Schema Versioning Matters
Once multiple agents share a memory store, changing the schema becomes a coordination problem. Include a
schema_versionfield in your metadata from day one. Migrations in multi-agent systems are significantly harder than in single-service architectures because you cannot take the memory layer offline for a migration while agents are running.
Hybrid Search: Vector + Keyword + Graph
No single search method handles all memory retrieval scenarios well. Here is why you need all three.
Vector search (using embeddings) excels at semantic similarity. "The API returned an error" will match "HTTP request failed" even though they share no keywords. But vector search struggles with precise lookups: searching for "task-abc-123" by embedding similarity is unreliable.
Keyword search (BM25 or similar) excels at exact and partial matches. Searching for a specific task ID, agent name, or error code is fast and deterministic. But keyword search misses semantic relationships entirely.
Graph search excels at relationship traversal. "What do we know about all entities connected to the weather API?" is a graph query. Neither vector nor keyword search can answer this efficiently.

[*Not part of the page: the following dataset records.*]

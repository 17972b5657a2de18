// threats.rs - Threat catalog subcommands: list, show.

use std::path::PathBuf;

use clap::Subcommand;
use tm_model::TargetKind;

use crate::commands::{load_catalog, truncate};
use crate::config::TmConfig;

#[derive(Subcommand)]
pub enum ThreatsCommands {
    /// List all threats in the catalog.
    List {
        /// Only threats evaluated against this target kind.
        #[arg(long)]
        target: Option<String>,
        /// Extra threat catalog files.
        #[arg(long = "catalog")]
        catalogs: Vec<PathBuf>,
    },
    /// Show one threat in full.
    Show {
        /// Threat id (e.g. DE01).
        id: String,
        /// Extra threat catalog files.
        #[arg(long = "catalog")]
        catalogs: Vec<PathBuf>,
    },
}

pub fn execute(cmd: &ThreatsCommands, config: &TmConfig) -> anyhow::Result<()> {
    match cmd {
        ThreatsCommands::List { target, catalogs } => {
            let catalog = load_catalog(config, catalogs)?;
            let kind = target.as_deref().map(parse_target_kind).transpose()?;

            println!(
                "{:<8} {:<10} {:<10} {:>5}  DESCRIPTION",
                "ID", "TARGET", "SEVERITY", "SCORE"
            );
            println!("{}", "-".repeat(90));
            let mut shown = 0;
            for threat in catalog.iter().filter(|t| kind.map_or(true, |k| t.target == k)) {
                let score = threat
                    .score
                    .map(|s| format!("{:.1}", s))
                    .unwrap_or_else(|| "-".to_string());
                println!(
                    "{:<8} {:<10} {:<10} {:>5}  {}",
                    threat.id,
                    threat.target,
                    threat.severity,
                    score,
                    truncate(&threat.description, 60),
                );
                shown += 1;
            }
            println!();
            println!("{} threat(s).", shown);
        }

        ThreatsCommands::Show { id, catalogs } => {
            let catalog = load_catalog(config, catalogs)?;
            let threat = catalog
                .get(id)
                .ok_or_else(|| anyhow::anyhow!("Threat not found: {}", id))?;

            println!("{}  {}", threat.id, threat.description);
            println!();
            println!("Target:      {}", threat.target);
            if !threat.element_kinds.is_empty() {
                let kinds: Vec<String> =
                    threat.element_kinds.iter().map(|k| k.to_string()).collect();
                println!("Kinds:       {}", kinds.join(", "));
            }
            println!("Severity:    {}", threat.severity);
            if let Some(score) = threat.score {
                println!("Score:       {:.1}", score);
            }
            println!("Condition:   {}", threat.condition);
            if !threat.details.is_empty() {
                println!();
                println!("{}", threat.details.trim());
            }
            if !threat.mitigations.is_empty() {
                println!();
                println!("Mitigations: {}", threat.mitigations.trim());
            }
            for reference in &threat.references {
                println!("Reference:   {}", reference);
            }
        }
    }

    Ok(())
}

fn parse_target_kind(s: &str) -> anyhow::Result<TargetKind> {
    match s.to_lowercase().as_str() {
        "element" => Ok(TargetKind::Element),
        "dataflow" | "flow" => Ok(TargetKind::Dataflow),
        "boundary" => Ok(TargetKind::Boundary),
        _ => anyhow::bail!(
            "Invalid target kind: '{}'. Valid kinds: element, dataflow, boundary",
            s
        ),
    }
}
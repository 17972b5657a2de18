// config.rs - tm.toml configuration.
//
// Every section and field is optional; a missing file means all defaults:
//
//   [catalog]
//   include_builtin = true
//   paths = ["rules/custom.yaml"]
//
//   [output]
//   format = "table"
//   show_mitigated = true
//
//   [policy]
//   fail_on_unmitigated = false
//
// Relative catalog paths are resolved against the project root.

use std::path::{Path, PathBuf};

use serde::{Deserialize, Serialize};

/// Output format for command results.
#[derive(Debug, Clone, Copy, Default, PartialEq, Eq, Serialize, Deserialize)]
#[serde(rename_all = "lowercase")]
pub enum OutputFormat {
    #[default]
    Table,
    Json,
}

impl std::str::FromStr for OutputFormat {
    type Err = String;

    fn from_str(s: &str) -> Result<Self, Self::Err> {
        match s.to_lowercase().as_str() {
            "table" => Ok(OutputFormat::Table),
            "json" => Ok(OutputFormat::Json),
            _ => Err(format!(
                "Invalid output format: '{}'. Valid formats: table, json",
                s
            )),
        }
    }
}

impl std::fmt::Display for OutputFormat {
    fn fmt(&self, f: &mut std::fmt::Formatter<'_>) -> std::fmt::Result {
        match self {
            OutputFormat::Table => write!(f, "table"),
            OutputFormat::Json => write!(f, "json"),
        }
    }
}

/// Top-level configuration from tm.toml
#[derive(Debug, Clone, Default, Serialize, Deserialize)]
pub struct TmConfig {
    #[serde(default)]
    pub catalog: CatalogConfig,

    #[serde(default)]
    pub output: OutputConfig,

    #[serde(default)]
    pub policy: PolicyConfig,

    /// Project root used to resolve relative paths. Not read from the file.
    #[serde(skip)]
    pub root: PathBuf,
}

/// Which threat definitions to load.
#[derive(Debug, Clone, Serialize, Deserialize)]
pub struct CatalogConfig {
    /// Start from the embedded rule set.
    #[serde(default = "default_include_builtin")]
    pub include_builtin: bool,

    /// Extra catalog files (yaml/yml/json), merged in order.
    #[serde(default)]
    pub paths: Vec<PathBuf>,
}

impl Default for CatalogConfig {
    fn default() -> Self {
        Self {
            include_builtin: default_include_builtin(),
            paths: Vec::new(),
        }
    }
}

#[derive(Debug, Clone, Serialize, Deserialize)]
pub struct OutputConfig {
    /// Default format when `--format` is not given.
    #[serde(default)]
    pub format: OutputFormat,

    /// List mitigated, accepted and rejected findings in tables.
    #[serde(default = "default_show_mitigated")]
    pub show_mitigated: bool,
}

impl Default for OutputConfig {
    fn default() -> Self {
        Self {
            format: OutputFormat::default(),
            show_mitigated: default_show_mitigated(),
        }
    }
}

#[derive(Debug, Clone, Default, Serialize, Deserialize)]
pub struct PolicyConfig {
    /// Exit non-zero when `process` leaves unmitigated findings.
    #[serde(default)]
    pub fail_on_unmitigated: bool,
}

// Serde default functions
fn default_include_builtin() -> bool {
    true
}

fn default_show_mitigated() -> bool {
    true
}

impl TmConfig {
    pub fn default_path(project_root: &Path) -> PathBuf {
        project_root.join("tm.toml")
    }

    /// Load config from a tm.toml file.
    pub fn load(path: &Path) -> anyhow::Result<Self> {
        let content = std::fs::read_to_string(path)
            .map_err(|e| anyhow::anyhow!("Failed to read {}: {}", path.display(), e))?;
        let config = toml::from_str(&content)
            .map_err(|e| anyhow::anyhow!("Invalid config {}: {}", path.display(), e))?;
        Ok(config)
    }

    /// Load config, returning defaults if the file doesn't exist.
    ///
    /// A file that exists but does not parse is still an error.
    pub fn load_or_default(path: &Path) -> anyhow::Result<Self> {
        if path.exists() {
            Self::load(path)
        } else {
            tracing::debug!(path = %path.display(), "no config file, using defaults");
            Ok(Self::default())
        }
    }

    pub fn rooted_at(mut self, root: &Path) -> Self {
        self.root = root.to_path_buf();
        self
    }

    /// Resolve a configured path against the project root.
    pub fn resolve(&self, path: &Path) -> PathBuf {
        if path.is_absolute() {
            path.to_path_buf()
        } else {
            self.root.join(path)
        }
    }
}

#[cfg(test)]
mod tests {
    use super::*;

    #[test]
    fn missing_file_gives_defaults() {
        let dir = tempfile::tempdir().unwrap();
        let config = TmConfig::load_or_default(&dir.path().join("tm.toml")).unwrap();
        assert!(config.catalog.include_builtin);
        assert!(config.catalog.paths.is_empty());
        assert_eq!(config.output.format, OutputFormat::Table);
        assert!(config.output.show_mitigated);
        assert!(!config.policy.fail_on_unmitigated);
    }

    #[test]
    fn partial_file_keeps_other_defaults() {
        let dir = tempfile::tempdir().unwrap();
        let path = dir.path().join("tm.toml");
        std::fs::write(
            &path,
            "[output]\nformat = \"json\"\n\n[policy]\nfail_on_unmitigated = true\n",
        )
        .unwrap();
        let config = TmConfig::load_or_default(&path).unwrap();
        assert_eq!(config.output.format, OutputFormat::Json);
        assert!(config.output.show_mitigated);
        assert!(config.policy.fail_on_unmitigated);
        assert!(config.catalog.include_builtin);
    }

    #[test]
    fn malformed_file_is_an_error() {
        let dir = tempfile::tempdir().unwrap();
        let path = dir.path().join("tm.toml");
        std::fs::write(&path, "[output]\nformat = \"pdf\"\n").unwrap();
        assert!(TmConfig::load_or_default(&path).is_err());
    }

    #[test]
    fn relative_paths_resolve_against_root() {
        let config = TmConfig::default().rooted_at(Path::new("/work"));
        assert_eq!(
            config.resolve(Path::new("rules/extra.yaml")),
            PathBuf::from("/work/rules/extra.yaml")
        );
        assert_eq!(
            config.resolve(Path::new("/abs/extra.yaml")),
            PathBuf::from("/abs/extra.yaml")
        );
    }

    #[test]
    fn output_format_parses() {
        assert_eq!("JSON".parse::<OutputFormat>().unwrap(), OutputFormat::Json);
        assert!("html".parse::<OutputFormat>().is_err());
        assert_eq!(OutputFormat::Table.to_string(), "table");
    }
}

Here is a practical implementation of hybrid retrieval using Python:
from dataclasses import dataclass
import numpy as np
from typing import Optional
@dataclass
class SearchResult:
memory_id: str
content: str
score: float
source: str # "vector", "keyword", or "graph"
def cosine_similarity(a: list[float], b: list[float]) -> float:
"""Compute cosine similarity between two vectors."""
a_arr, b_arr = np.array(a), np.array(b)
return float(np.dot(a_arr, b_arr) / (np.linalg.norm(a_arr) * np.linalg.norm(b_arr) + 1e-10))
def vector_search(
query_embedding: list[float],
memory_store: list[dict],
top_k: int = 5
) -> list[SearchResult]:
"""Search memories by embedding similarity."""
scored = []
for mem in memory_store:
if mem.get("embedding"):
sim = cosine_similarity(query_embedding, mem["embedding"])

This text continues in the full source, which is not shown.